Processing Pipeline
Overview
The Voice Features processing pipeline transforms uploaded audio files through a series of automated stages, from initial upload to final result storage with complete metadata preservation. The pipeline supports multiple agent execution, comprehensive error handling, and real-time notifications.
Pipeline Architecture
Core Components
- ConversationProcessingService: Main orchestrator for all processing stages
- ConversationStore: Manages conversation data and metadata
- AutomationStore: Handles automation rules and client-specific configurations
- AutomationRunResults: Stores processing outcomes and agent results
- TranscriptionServiceFactory: Provides transcription services with multiple providers
- LangflowService: Executes LangFlow agents for content analysis
- QueueServiceClient: Manages task queuing and concurrent processing
- SocketNotificationService: Real-time status updates to clients
Pipeline Stages
Stage 1: Upload Confirmation
Status: "Uploading"
Operations
- File Validation: Format, size, and security checks
- Metadata Extraction: Duration, MIME type, and audio properties
- Checksum Calculation: SHA-256 hash for integrity verification
- Storage Allocation: File placement in appropriate storage backend
- Database Record Creation: Initial conversation entry with ConversationSchema
Data Flow
// Input from confirm-upload endpoint
{
"filename": "meeting_recording.mp3",
"mediakey": "audio/2024/01/meeting_abc123.mp3",
"file_checksum": "a1b2c3d4e5f6...",
"duration": "00:30:47",
"size": 15728640,
"contentType": "audio/mpeg",
"folderId": 123
}
// Created ConversationSchema
{
"id": "conv_uuid",
"timestamp": 1705934400,
"duration": "00:30:47",
"transcript": "", // Initially empty
"custom_info": null,
"name": "meeting_recording.mp3",
"user_id": "user_123",
"runresultsreference": null, // Set after processing
"media_key": "audio/2024/01/meeting_abc123.mp3",
"file_checksum": "a1b2c3d4e5f6...",
"folder_id": 123,
"blob_source": "azure"
}
Stage 2: Task Queue Management
Status: "Pending" → "Processing"
Queue Operations
- Task Creation: ConversationProcessingTask with all metadata
- Concurrency Control: Maximum concurrent tasks enforcement (
maxConcurrentTasks
) - Priority Processing: FIFO queue with client isolation
- Status Tracking: Real-time task status updates
Task Structure
interface ConversationProcessingTask {
id: string; // Processing ID (UUID)
status: TaskStatus; // PENDING, PROCESSING, COMPLETED, FAILED
type: "CONVERSATION_PROCESSING";
timestamp: number;
clientId: string;
payload: {
mediaKey: string;
folderId: number | null;
source: StorageType; // "azure", "s3", "local"
conversationId: string;
type: string; // "audio"
origin: string; // Upload source
metadata: AudioMetadata;
provider: string; // Transcription provider
serviceModel?: string;
}
}
Notification Events
// Queue status notifications
ConversationNotificationType.PENDING // Task queued
ConversationNotificationType.PREPARE // Task preparation
ConversationNotificationType.START // Processing started
Stage 3: Media Retrieval
Status: "Processing" - Download Phase
Smart Download Strategy
The service implements intelligent media retrieval:
// Option 1: Direct URL (preferred for supported services)
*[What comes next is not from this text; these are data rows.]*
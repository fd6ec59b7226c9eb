use rocket::{serde::json::Json, Route, State};

use crate::{
    error::{Error, Result},
    ledger::{chain::EntryHash, VoteLedger},
    model::api::{
        auth::{Auditor, AuthToken},
        chain::{
            ChainExport, ChainLinkDesc, ChainStatus, ChainVerificationDesc, IntegrityReport,
            VoteCountDesc,
        },
        pagination::{Paginated, PaginationRequest},
    },
};

pub fn routes() -> Vec<Route> {
    routes![
        vote_count,
        chain,
        verify_chain,
        status,
        integrity_report,
        export_chain,
        entry,
    ]
}

#[get("/auditor/vote-count")]
async fn vote_count(
    _token: AuthToken<Auditor>,
    ledger: &State<VoteLedger>,
) -> Result<Json<Vec<VoteCountDesc>>> {
    Ok(Json(ledger.vote_distribution().await?))
}

#[get("/auditor/chain?<pagination..>")]
async fn chain(
    _token: AuthToken<Auditor>,
    pagination: PaginationRequest,
    ledger: &State<VoteLedger>,
) -> Result<Json<Paginated<ChainLinkDesc>>> {
    Ok(Json(ledger.chain_page(&pagination).await?))
}

#[get("/auditor/verify-chain")]
async fn verify_chain(
    token: AuthToken<Auditor>,
    ledger: &State<VoteLedger>,
) -> Result<Json<ChainVerificationDesc>> {
    info!("Chain verification requested by auditor {}", token.id());
    let verification = ledger.verify_chain().await?;
    Ok(Json(verification.into()))
}

#[get("/auditor/status")]
async fn status(
    _token: AuthToken<Auditor>,
    ledger: &State<VoteLedger>,
) -> Result<Json<ChainStatus>> {
    Ok(Json(ledger.status().await?))
}

#[get("/auditor/integrity-report")]
async fn integrity_report(
    token: AuthToken<Auditor>,
    ledger: &State<VoteLedger>,
) -> Result<Json<IntegrityReport>> {
    Ok(Json(ledger.integrity_report(token.id()).await?))
}

#[get("/auditor/chain/export")]
async fn export_chain(
    token: AuthToken<Auditor>,
    ledger: &State<VoteLedger>,
) -> Result<Json<ChainExport>> {
    let export = ledger.export_chain().await?;
    info!(
        "Auditor {} exported {} ledger entries",
        token.id(),
        export.entries.len()
    );
    Ok(Json(export))
}

/// Find the entry a voter's confirmation ID refers to.
#[get("/auditor/entry/<confirmation_id>")]
async fn entry(
    _token: AuthToken<Auditor>,
    confirmation_id: &str,
    ledger: &State<VoteLedger>,
) -> Result<Json<ChainLinkDesc>> {
    let hash: EntryHash = confirmation_id
        .parse()
        .map_err(|err| Error::bad_request(format!("Malformed confirmation ID: {err}")))?;
    let entry = ledger
        .entry_for_confirmation(&hash)
        .await?
        .ok_or_else(|| Error::not_found(format!("Entry {hash}")))?;
    Ok(Json(entry.into()))
}

#[cfg(test)]
mod tests {
    use rocket::{
        http::{Cookie, Status},
        local::asynchronous::Client,
    };
    use serde::de::DeserializeOwned;

    use crate::api::test_utils::{login, verified_voter};
    use crate::ledger::chain;
    use crate::model::{
        api::{auth::Voter, ApiId},
        db::NewCandidate,
        mongodb::Id,
    };

    use super::*;

    /// Cast votes for the given candidates in order, one fresh voter each.
    async fn cast_all(ledger: &VoteLedger, candidates: &[Id]) -> Vec<EntryHash> {
        let mut hashes = Vec::new();
        for &candidate_id in candidates {
            let voter_id = verified_voter(ledger).await;
            let receipt = ledger.cast_vote(voter_id, candidate_id).await.unwrap();
            hashes.push(receipt.confirmation_id);
        }
        hashes
    }

    async fn get_json<'c, T: DeserializeOwned + Send + 'static>(
        client: &'c Client,
        cookie: &Cookie<'static>,
        uri: &'c str,
    ) -> T {
        let response = client.get(uri).cookie(cookie.clone()).dispatch().await;
        assert_eq!(Status::Ok, response.status());
        response.into_json().await.unwrap()
    }

    #[backend_test]
    async fn counts_and_pages(client: Client, ledger: VoteLedger) {
        let a = ledger
            .store()
            .insert_candidate(NewCandidate::example1())
            .await
            .unwrap();
        let b = ledger
            .store()
            .insert_candidate(NewCandidate::example2())
            .await
            .unwrap();
        let hashes = cast_all(&ledger, &[a.id, b.id, a.id]).await;
        let auditor = login::<Auditor>(&client, Id::new());

        let counts: Vec<VoteCountDesc> =
            get_json(&client, &auditor, &uri!(vote_count).to_string()).await;
        assert_eq!(counts.len(), 2);
        assert_eq!(counts[0].candidate_id, ApiId::from(a.id));
        assert_eq!(counts[0].votes, 2);
        assert_eq!(counts[1].candidate_id, ApiId::from(b.id));
        assert_eq!(counts[1].votes, 1);

        let page: Paginated<ChainLinkDesc> = get_json(
            &client,
            &auditor,
            "/auditor/chain?page_num=2&page_size=2",
        )
        .await;
        assert_eq!(page.pagination.total, 3);
        assert_eq!(page.items.len(), 1);
        assert_eq!(page.items[0].entry_hash, hashes[2]);
        assert_eq!(page.items[0].prev_hash, hashes[1]);

        // Defaults apply without query parameters.
        let page: Paginated<ChainLinkDesc> =
            get_json(&client, &auditor, "/auditor/chain").await;
        assert_eq!(page.pagination.page_num, 1);
        assert_eq!(page.items.len(), 3);
        assert_eq!(page.items[0].prev_hash, EntryHash::genesis());
    }

    #[backend_test]
    async fn verification_and_reports(client: Client, ledger: VoteLedger) {
        let a = ledger
            .store()
            .insert_candidate(NewCandidate::example1())
            .await
            .unwrap();
        cast_all(&ledger, &[a.id, a.id]).await;
        let auditor_id = Id::new();
        let auditor = login::<Auditor>(&client, auditor_id);

        let verification: ChainVerificationDesc =
            get_json(&client, &auditor, &uri!(verify_chain).to_string()).await;
        assert!(verification.is_valid);
        assert_eq!(verification.verified_count, 2);
        assert_eq!(verification.total_entries, 2);

        let status: ChainStatus = get_json(&client, &auditor, &uri!(status).to_string()).await;
        assert!(status.verification.is_valid);
        assert_eq!(status.health.total_entries, 2);
        assert!(status.health.first_entry_at <= status.health.last_entry_at);

        let report: IntegrityReport =
            get_json(&client, &auditor, &uri!(integrity_report).to_string()).await;
        assert_eq!(report.generated_by, ApiId::from(auditor_id));
        assert_eq!(report.vote_distribution[0].votes, 2);

        let export: ChainExport =
            get_json(&client, &auditor, &uri!(export_chain).to_string()).await;
        assert_eq!(export.entries.len(), 2);
        assert!(chain::verify_chain(&export.entries).is_valid());
    }

    #[backend_test]
    async fn entry_by_confirmation(client: Client, ledger: VoteLedger) {
        let a = ledger
            .store()
            .insert_candidate(NewCandidate::example1())
            .await
            .unwrap();
        let hashes = cast_all(&ledger, &[a.id, a.id]).await;
        let auditor = login::<Auditor>(&client, Id::new());

        let found: ChainLinkDesc = get_json(
            &client,
            &auditor,
            &uri!(entry(hashes[1].to_string())).to_string(),
        )
        .await;
        assert_eq!(found.entry_hash, hashes[1]);
        assert_eq!(found.prev_hash, hashes[0]);

        let unknown = EntryHash::from([7; EntryHash::LEN]).to_string();
        let response = client
            .get(uri!(entry(unknown)))
            .cookie(auditor.clone())
            .dispatch()
            .await;
        assert_eq!(Status::NotFound, response.status());

        let response = client
            .get(uri!(entry("not-hex")))
            .cookie(auditor)
            .dispatch()
            .await;
        assert_eq!(Status::BadRequest, response.status());
    }

    #[backend_test]
    async fn auditor_rights_required(client: Client, ledger: VoteLedger) {
        let voter = login::<Voter>(&client, verified_voter(&ledger).await);
        for uri in [
            uri!(vote_count).to_string(),
            "/auditor/chain".to_string(),
            uri!(verify_chain).to_string(),
            uri!(status).to_string(),
            uri!(integrity_report).to_string(),
            uri!(export_chain).to_string(),
            uri!(entry(EntryHash::genesis().to_string())).to_string(),
        ] {
            let response = client.get(uri.as_str()).dispatch().await;
            assert_eq!(Status::Unauthorized, response.status(), "{uri}");
            let response = client
                .get(uri.as_str())
                .cookie(voter.clone())
                .dispatch()
                .await;
            assert_eq!(Status::Forbidden, response.status(), "{uri}");
        }
    }
}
if (supportsUrl && storageSupportsDirectUrl) {
directUrl = await storageService.generateDownloadUrl({
containerName: this.containerName,
mediaKey,
expiresInMs: 15 * 60_000, // 15 minutes
});
}
// Option 2: Blob download (fallback)
if (!directUrl) {
blobData = await this.retrieveMediaFile(mediaKey, source, clientId, taskId);
}
Storage Service Integration
- Azure Blob Storage: Primary storage with SAS token generation
- S3 Compatible: Alternative cloud storage
- Local Storage: Development and testing environments
- Multi-backend Support: Automatic service selection based on blob_source
Error Handling
- File Not Found: Clear error messages with retry suggestions
- Network Issues: Exponential backoff retry logic
- Permission Errors: Authentication failure notifications
- Timeout Handling: Configurable download timeouts
Stage 4: Transcription Processing
Status: "Transcribing"
Provider-Agnostic Transcription
// Service selection based on provider
const transcriptionService = this.transcriptionServiceFactory.getService(provider);
// Dual transcription modes
if (directUrl && service.supportsUrlTranscription()) {
operationLocation = await service.transcribeFromUrl(
directUrl,
metadata.mimeType,
metadata.language
);
} else {
operationLocation = await service.transcribe(
blobData.content,
metadata.mimeType,
metadata.language
);
}
Transcription Workflow
- Service Selection: Choose appropriate transcription provider
- Format Detection: Automatic audio format analysis
- Language Detection: Auto-detect or use specified language
- Asynchronous Processing: Non-blocking transcription with polling
- Quality Assessment: Confidence scoring and validation
AudioMetadata Processing
interface AudioMetadata {
filename: string; // Original filename
originalname: string; // User-provided name
mimeType: string; // "audio/mpeg", "audio/wav", etc.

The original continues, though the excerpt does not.